The question of recessed braze fillets has already come up several times in 2023 at brazing shops in private industry and in the U.S. military, for which this writer has had to become involved. Too many brazing specifications still exist (written by both private and government agencies) that erroneously state that fillets in brazing cannot be recessed. Such statements are incorrect and can be greatly misleading. Numerous situations have been shared with me during the last year about existing specification requirements against recessed fillets, which then necessitate re-brazes of too many parts by a number of brazing shops. In a number of those cases, however, such re-brazing actually hurt the parts in question and ultimately resulted in scrapping those parts.

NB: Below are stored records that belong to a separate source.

use serde::{Deserialize, Serialize};
use serde_json::{json, Value};

use crate::determinism::fingerprint::fingerprint;
use crate::error::CoreResult;

/// Category a captured workflow artifact belongs to.
#[derive(Debug, Clone, Copy, PartialEq, Eq, Serialize, Deserialize)]
#[serde(rename_all = "snake_case")]
pub enum InputKind {
    Document,
    Badge,
    Analysis,
    Business,
    Idea,
    Custom,
}

/// One artifact captured from the workflow. `metadata` is free-form and
/// flows into the badge fingerprint untouched apart from canonicalization.
#[derive(Debug, Clone, PartialEq, Eq, Serialize, Deserialize)]
pub struct InputRecord {
    pub record_id: String,
    pub name: String,
    pub kind: InputKind,
    pub content_digest: Option<String>,
    pub recorded_at_ms: u64,
    pub metadata: Value,
}

#[derive(Debug, Clone, Copy, PartialEq, Eq, Serialize, Deserialize)]
#[serde(rename_all = "snake_case")]
pub enum ReferenceRole {
    Source,
    Dependency,
    Output,
}

/// Edge of the reference graph the validator walks. `relationship` is a
/// caller-chosen label; references sharing a label are treated as related.
#[derive(Debug, Clone, PartialEq, Eq, Serialize, Deserialize)]
pub struct DocumentReference {
    pub reference_id: String,
    pub name: String,
    pub content_digest: String,
    pub role: ReferenceRole,
    pub relationship: String,
}

impl DocumentReference {
    /// Build a reference from a captured record. Records without a content
    /// digest get one derived from their own canonical form, so the graph
    /// never carries empty digest slots for well-formed records.
    pub fn from_record(
        record: &InputRecord,
        role: ReferenceRole,
        relationship: &str,
    ) -> CoreResult<Self> {
        let content_digest = match &record.content_digest {
            Some(digest) => digest.clone(),
            None => derived_record_digest(record)?,
        };
        Ok(Self {
            reference_id: record.record_id.clone(),
            name: record.name.clone(),
            content_digest,
            role,
            relationship: relationship.to_string(),
        })
    }
}

/// Fingerprint of the record with the digest slot itself left out, so the
/// derived value is the same whether the slot was `None` or absent.
pub fn derived_record_digest(record: &InputRecord) -> CoreResult<String> {
    fingerprint(
        &json!({
            "record_id": record.record_id,
            "name": record.name,
            "kind": record.kind,
            "recorded_at_ms": record.recorded_at_ms,
            "metadata": record.metadata,
        }),
        None,
    )
}
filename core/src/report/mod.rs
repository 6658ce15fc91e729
pub mod render;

As can be seen in Fig. 1, the brazing filler metal (BFM) has filled the inside of the tubular joint but has a slight recess at the top edge of the joint. There is no large external fillet (or meniscus) of BFM on the outside of the brazed joint. Notice how the recessed material has a concave shape to it. The meniscus of any liquid is the curved shape of the surface of that liquid caused by surface tension. A meniscus can be either concave (very desirable in brazed joints) or convex. A convex-shaped fillet is actually poor for brazing since it tends to indicate poor wetting of the base metal by the BFM. It can be seen in Fig. 1 that the BFM’s recessed meniscus has a concave shape to it and has completely flowed around the circumference of the joint. It is a good, sound joint.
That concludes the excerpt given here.